Mi padre empezó a ejercer la medicina en plena ilusión colectiva por construir una buena red sanitaria pública, una vez acabado el franquismo. Se retirará gestionando la resaca de una crisis económica que ha arrasado el sueño de toda una generación, que envejece preparando los relevos para sus jubilaciones masivas. Cree en la sanidad universal. No ha querido trabajar en la privada. Operaba enfermos de sida cuando muchos no se atrevían a hacerlo. Un día, operó habiendo donado sangre al paciente que estaba interviniendo. Algunas de las personas que ha tratado nos han llenado la cocina de monas de Pascua, jamones, mariscadas o verduras del huerto como agradecimiento por una operación. Les responde que no hace falta, pero al año siguiente vuelven. Hemos sabido que ganaba premios por la prensa, o porque un buen día nos decía que se marchaba a tal sitio a dar una conferencia.

Descifrar la relación con mi padre es una de las empresas que más inquietud me genera

Es un hombre con una existencia marcada por transiciones históricas. La española después de la dictadura inauguró su paso a la edad adulta. La de la Alemania Occidental posterior a la Segunda Guerra Mundial marcó su infancia. De la etapa de emigrante, con el abuelo y la yaya, conserva un alemán que era la envidia de los compañeros teutones de clase. Ahora, nos sirve para entender las cartas de los restaurantes cuando vamos a algún lugar de habla germánica. De aquella época, aparte de lo buenos que están los pasteles alemanes, lo que más nos explicaba era que los compañeros de colegio, de vez en cuando, cambiaban el juego de indios contra americanos por el de nazis y judíos. Él, el español, era el judío. Como consecuencia, de pequeño tenía una gran habilidad para zafarse. Eso me lo ha precisado con la impresión del borrador de este artículo en la mano, en el que en los márgenes ha escrito algunas anotaciones en bolígrafo "para que el texto sea más preciso".

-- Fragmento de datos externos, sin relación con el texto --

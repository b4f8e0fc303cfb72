//! Phloem CLI library
//!
//! Exposes profile configuration, list loading and report output for the
//! `phloem` binary and its tests.

pub mod config;
pub mod lists;
pub mod output;
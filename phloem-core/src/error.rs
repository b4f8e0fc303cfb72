use std::fmt;

/// Result type alias for phloem core operations
pub type Result<T> = std::result::Result<T, Error>;

/// Error types for phloem core operations
#[derive(Debug)]
pub enum Error {
    /// I/O errors
    Io(std::io::Error),

    /// Channel errors from the transport layer
    Transport(phloem_transport::Error),

    /// Malformed wire messages
    Protocol(String),

    /// Configuration errors
    Config(String),

    /// Other errors
    Other(String),
}

impl fmt::Display for Error {
    fn fmt(&self, f: &mut fmt::Formatter<'_>) -> fmt::Result {
        match self {
            Error::Io(e) => write!(f, "I/O error: {e}"),
            Error::Transport(e) => write!(f, "Transport error: {e}"),
            Error::Protocol(msg) => write!(f, "Protocol error: {msg}"),
            Error::Config(msg) => write!(f, "Configuration error: {msg}"),
            Error::Other(msg) => write!(f, "Error: {msg}"),
        }
    }
}

impl std::error::Error for Error {
    fn source(&self) -> Option<&(dyn std::error::Error + 'static)> {
        match self {
            Error::Io(e) => Some(e),
            Error::Transport(e) => Some(e),
            _ => None,
        }
    }
}

impl From<std::io::Error> for Error {
    fn from(err: std::io::Error) -> Self {
        Error::Io(err)
    }
}

impl From<phloem_transport::Error> for Error {
    fn from(err: phloem_transport::Error) -> Self {
        match err {
            phloem_transport::Error::Io(e) => Error::Io(e),
            other => Error::Transport(other),
        }
    }
}
//! Run orchestration
//!
//! Wires one benchmark run together: an empty correlation store shared by a
//! receiver thread and the sender on the calling thread, followed by the
//! report once the drain phase is over.

use crate::correlation::CorrelationStore;
use crate::receiver::{Receiver, ReceiverSummary};
use crate::sender::{SendSummary, Sender, SenderConfig};
use crate::stats::LatencyReport;
use crate::timing::request_count;
use crate::workload::{PayloadPool, RequestGenerator};
use crate::{FrameSink, FrameSource, Result};
use std::sync::Arc;
use std::time::Duration;

/// Parameters of a single run
#[derive(Debug, Clone)]
pub struct BenchmarkConfig {
    /// Target requests per second
    pub rate: f64,
    /// Send phase length
    pub duration: Duration,
    pub drain_timeout: Duration,
    pub drain_poll: Duration,
    /// Master seed for payload selection (entropy when absent)
    pub seed: Option<u64>,
}

impl BenchmarkConfig {
    pub fn new(rate: f64, duration: Duration) -> Self {
        let defaults = SenderConfig::new(rate, duration);
        Self {
            rate,
            duration,
            drain_timeout: defaults.drain_timeout,
            drain_poll: defaults.drain_poll,
            seed: None,
        }
    }

    fn sender_config(&self) -> SenderConfig {
        SenderConfig {
            rate: self.rate,
            duration: self.duration,
            drain_timeout: self.drain_timeout,
            drain_poll: self.drain_poll,
        }
    }
}

/// Everything a run produced
#[derive(Debug, Clone)]
pub struct RunOutcome {
    pub report: LatencyReport,
    pub send: SendSummary,
    pub receiver: ReceiverSummary,
}

/// Run one benchmark over already-bound channels
///
/// The receiver starts before the first request is sent and is stopped only
/// after the drain phase, so late replies inside the drain window are still
/// recorded.
pub fn run_benchmark<K, S>(
    config: &BenchmarkConfig,
    pool: PayloadPool,
    sink: K,
    source: S,
) -> Result<RunOutcome>
where
    K: FrameSink,
    S: FrameSource + 'static,
{
    let sender_config = config.sender_config();
    sender_config.validate()?;

    let expected = request_count(config.rate, config.duration);
    let store = Arc::new(CorrelationStore::with_capacity(expected as usize));

    let receiver = Receiver::new(source, store.clone()).spawn()?;

    let generator = RequestGenerator::new(pool, config.seed);
    let send_result =
        Sender::new(sink, store.clone(), generator, sender_config).and_then(|mut s| s.run());

    // Stop the receiver even when sending failed so its thread never leaks
    let receiver_result = receiver.stop();
    let send = send_result?;
    let receiver = receiver_result?;

    let report = LatencyReport::from_store(&store, send.elapsed);
    tracing::info!(
        "Run finished: sent={} received={} completed={} timed_out={}",
        report.sent,
        report.received,
        report.completed,
        report.timed_out
    );

    Ok(RunOutcome { report, send, receiver })
}
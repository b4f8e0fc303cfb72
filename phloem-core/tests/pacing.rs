//! Pacing accuracy of the sender against its schedule-from-start formula

use phloem_core::{CorrelationStore, PayloadPool, RequestGenerator, Sender, SenderConfig};
use phloem_transport::memory_channel;
use std::sync::Arc;
use std::time::Duration;

fn run_sender(rate: f64, duration: Duration) -> Arc<CorrelationStore> {
    let pool = PayloadPool::new(vec!["pace.example".into()], vec!["192.0.2.1".into()]).unwrap();
    let (sink, _source) = memory_channel(Duration::from_millis(5));
    let store = Arc::new(CorrelationStore::new());

    let config = SenderConfig {
        drain_timeout: Duration::ZERO,
        ..SenderConfig::new(rate, duration)
    };
    let mut sender =
        Sender::new(sink, store.clone(), RequestGenerator::new(pool, Some(3)), config).unwrap();
    let summary = sender.run().unwrap();
    assert_eq!(summary.sent, (rate * duration.as_secs_f64()).round() as u64);
    store
}

#[test]
fn test_requests_never_sent_ahead_of_schedule() {
    let store = run_sender(100.0, Duration::from_millis(500));

    let mut records = store.snapshot();
    records.sort_by_key(|r| r.id);
    assert_eq!(records.len(), 50);

    // Request 1 goes out at offset zero, so offsets are measured from it
    let first = records[0].start;
    let tick = Duration::from_millis(1);
    for (i, record) in records.iter().enumerate() {
        let offset = record.start.duration_since(first);
        let scheduled = Duration::from_millis(10 * i as u64);
        assert!(
            offset + tick >= scheduled,
            "request {} sent at {:?}, scheduled {:?}",
            record.id,
            offset,
            scheduled
        );
    }
}

#[test]
fn test_total_send_time_tracks_duration() {
    let store = run_sender(200.0, Duration::from_millis(300));

    let mut records = store.snapshot();
    records.sort_by_key(|r| r.id);
    let span = records.last().unwrap().start.duration_since(records[0].start);

    // Last of 60 requests is due at 295ms
    assert!(span >= Duration::from_millis(294));
    assert!(span < Duration::from_millis(600), "send phase drifted to {span:?}");
}
//! Reconciliation of image presence against label presence.

use log::debug;
use std::collections::BTreeSet;

use crate::types::{Counters, Dataset};

/// Ids removed by [`reconcile`], so the caller can delete the backing files.
#[derive(Debug, Default, Clone, PartialEq, Eq)]
pub struct ConsistencyReport {
    /// Images with no label artifact.
    pub orphan_images: Vec<String>,
    /// Label artifacts with no image.
    pub orphan_labels: Vec<String>,
    /// Images dropped with their label because every box was filtered out.
    pub empty_images: Vec<String>,
}

/// Make the retained image ids and label ids equal.
///
/// Both passes work on a snapshot of the id sets taken on entry. A label that
/// ends up with zero boxes still counts as present unless `drop_empty_images`
/// is set, in which case the image and its label are removed together.
pub fn reconcile(dataset: &mut Dataset, drop_empty_images: bool, counters: &mut Counters) -> ConsistencyReport {
    let image_ids = dataset.image_ids.clone();
    let label_ids = dataset.label_ids();

    let orphan_images: Vec<String> = image_ids.difference(&label_ids).cloned().collect();
    let orphan_labels: Vec<String> = label_ids.difference(&image_ids).cloned().collect();

    for id in &orphan_images {
        debug!("Removing image without label: {}", id);
        dataset.image_ids.remove(id);
    }
    for id in &orphan_labels {
        debug!("Removing label without image: {}", id);
        dataset.annotations.remove(id);
    }
    counters.orphan_images_removed += orphan_images.len();
    counters.orphan_labels_removed += orphan_labels.len();

    let empty_images = if drop_empty_images {
        let empty: BTreeSet<String> = dataset
            .annotations
            .iter()
            .filter(|(_, annotation)| annotation.boxes.is_empty())
            .map(|(id, _)| id.clone())
            .collect();
        for id in &empty {
            debug!("Removing image with no remaining boxes: {}", id);
            dataset.annotations.remove(id);
            dataset.image_ids.remove(id);
        }
        counters.empty_images_removed += empty.len();
        empty.into_iter().collect()
    } else {
        Vec::new()
    };

    ConsistencyReport {
        orphan_images,
        orphan_labels,
        empty_images,
    }
}
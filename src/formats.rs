//! Line-oriented label encodings and their conversion to [`BoundingBox`].

use std::collections::HashMap;

use crate::error::MalformedBoxError;
use crate::types::{BoundingBox, ImageAnnotation};

/// One-box-per-line text encodings.
#[derive(Copy, Clone, PartialEq, Eq, Debug)]
pub enum TextFormat {
    /// `class x_min y_min x_max y_max`, pixel units.
    Corner,
    /// `class x_center y_center width height`, normalized to the unit square.
    Yolo,
}

impl TextFormat {
    /// Dimensions of the coordinate space boxes of this format live in.
    ///
    /// Normalized boxes stay in the unit square: IoU and area ratio do not
    /// change under per-axis scaling, so no pixel conversion is needed.
    pub fn canvas(self, img_width: u32, img_height: u32) -> (u32, u32) {
        match self {
            TextFormat::Corner => (img_width, img_height),
            TextFormat::Yolo => (1, 1),
        }
    }
}

/// Parse a class id written either as an integer or an integral float.
pub fn parse_class_id(field: &str) -> Option<u32> {
    if let Ok(id) = field.parse::<u32>() {
        return Some(id);
    }
    let value = field.parse::<f64>().ok()?;
    if value.is_finite() && value >= 0.0 && value.fract() == 0.0 && value <= u32::MAX as f64 {
        Some(value as u32)
    } else {
        None
    }
}

/// Parse one label line into a box in canonical corner form.
pub fn parse_label_line(line: &str, line_no: usize, format: TextFormat) -> Result<BoundingBox, MalformedBoxError> {
    let fields: Vec<&str> = line.split_whitespace().collect();
    if fields.len() != 5 {
        return Err(MalformedBoxError::new(
            line_no,
            format!("expected 5 fields, found {}", fields.len()),
        ));
    }

    let class_id = parse_class_id(fields[0])
        .ok_or_else(|| MalformedBoxError::new(line_no, format!("invalid class id '{}'", fields[0])))?;

    let mut coords = [0.0f64; 4];
    for (slot, field) in coords.iter_mut().zip(&fields[1..]) {
        let value = field
            .parse::<f64>()
            .map_err(|_| MalformedBoxError::new(line_no, format!("invalid coordinate '{}'", field)))?;
        if !value.is_finite() {
            return Err(MalformedBoxError::new(
                line_no,
                format!("non-finite coordinate '{}'", field),
            ));
        }
        *slot = value;
    }

    let [a, b, c, d] = coords;
    Ok(match format {
        TextFormat::Corner => BoundingBox::new(class_id, a, b, c, d),
        TextFormat::Yolo => BoundingBox::from_center(class_id, a, b, c, d),
    })
}

/// Parse a whole label file. Bad lines are kept aside as malformed records.
pub fn parse_label_text(
    image_id: &str,
    text: &str,
    format: TextFormat,
    width: u32,
    height: u32,
    class_map: &HashMap<u32, u32>,
) -> ImageAnnotation {
    let mut annotation = ImageAnnotation::new(image_id, width, height, Vec::new());
    for (index, line) in text.lines().enumerate() {
        if line.trim().is_empty() {
            continue;
        }
        match parse_label_line(line, index + 1, format) {
            Ok(mut bbox) => {
                if let Some(&class_id) = class_map.get(&bbox.class_id) {
                    bbox.class_id = class_id;
                }
                annotation.boxes.push(bbox.with_origin(index));
            }
            Err(e) => annotation.malformed.push(e),
        }
    }
    annotation
}

/// Render one box as a label line, without the trailing newline.
pub fn format_label_line(bbox: &BoundingBox, format: TextFormat) -> String {
    match format {
        TextFormat::Corner => format!(
            "{} {} {} {} {}",
            bbox.class_id, bbox.x_min, bbox.y_min, bbox.x_max, bbox.y_max
        ),
        TextFormat::Yolo => {
            let x_center = (bbox.x_min + bbox.x_max) / 2.0;
            let y_center = (bbox.y_min + bbox.y_max) / 2.0;
            format!(
                "{} {:.6} {:.6} {:.6} {:.6}",
                bbox.class_id,
                x_center,
                y_center,
                bbox.width(),
                bbox.height()
            )
        }
    }
}

/// Re-emit a source line with its coordinate fields untouched.
///
/// Only the class token is rewritten, so a remapped class does not round
/// the coordinates of a box that was kept as read.
pub fn retag_label_line(line: &str, class_id: u32) -> String {
    let mut fields = line.split_whitespace();
    fields.next();
    let mut retagged = class_id.to_string();
    for field in fields {
        retagged.push(' ');
        retagged.push_str(field);
    }
    retagged
}

/// Render the boxes of an annotation as label file contents.
///
/// Boxes that came from `source_lines` are written from their source text;
/// only boxes without an origin are formatted from their coordinates.
pub fn format_label_text(annotation: &ImageAnnotation, format: TextFormat, source_lines: &[String]) -> String {
    let mut data = String::with_capacity(annotation.boxes.len() * 48);
    for bbox in &annotation.boxes {
        match bbox.origin.and_then(|i| source_lines.get(i)) {
            Some(line) => data.push_str(&retag_label_line(line, bbox.class_id)),
            None => data.push_str(&format_label_line(bbox, format)),
        }
        data.push('\n');
    }
    data
}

Mi padre es, junto con el abuelo paterno, el responsable de las altas expectativas que tengo hacia los hombres. Si todavía creo en una idea liberadora de amor romántico, agridulce y libre de clichés, es por él. Siempre al lado de mi madre, siempre devoto de las hijas. Cuando estamos todas en casa, nos mira, orgulloso, y sonríe. A mis hermanas les compra sushi, a mí cereales de chocolate sin gluten. A mamá algún pastel. He tenido que soportar la incomodidad que genera que algunas mujeres, cuando les digo quien es mi padre, suspiren diciendo su nombre. También me ha pasado con hombres cuando han visto a mi madre. Tener progenitores atractivos es vivir en un estado de inquietud salpimentado con una pizca de orgullo. La sexualidad (y sensualidad) de los padres se tolera en la medida en que sabes que tienes hermanas y que es un indicador que no se divorciarán.

De pequeña temía a mi padre. La autoridad. De mayor, temo a mi madre. El oráculo que me escruta las entrañas. Como si nos uniera un cordón umbilical invisible. Papá me ve tal como puedo llegar a ser. Mamá, tal como soy. La admiración y el respeto hacia mi padre me ha venido dada ya de cría, como si fuera una pulsión. La que siento hacia mi madre la he ido descubriendo a medida que pasan los años. Descifrar la relación con mi padre es una de las empresas que más inquietud me genera. Está llena de grumos, pero no tan grandes como los que tengo con mamá, con una personalidad más antagónica. La dejo fluir, absolutamente imperfecta y contradictoria, y creo que soy feliz.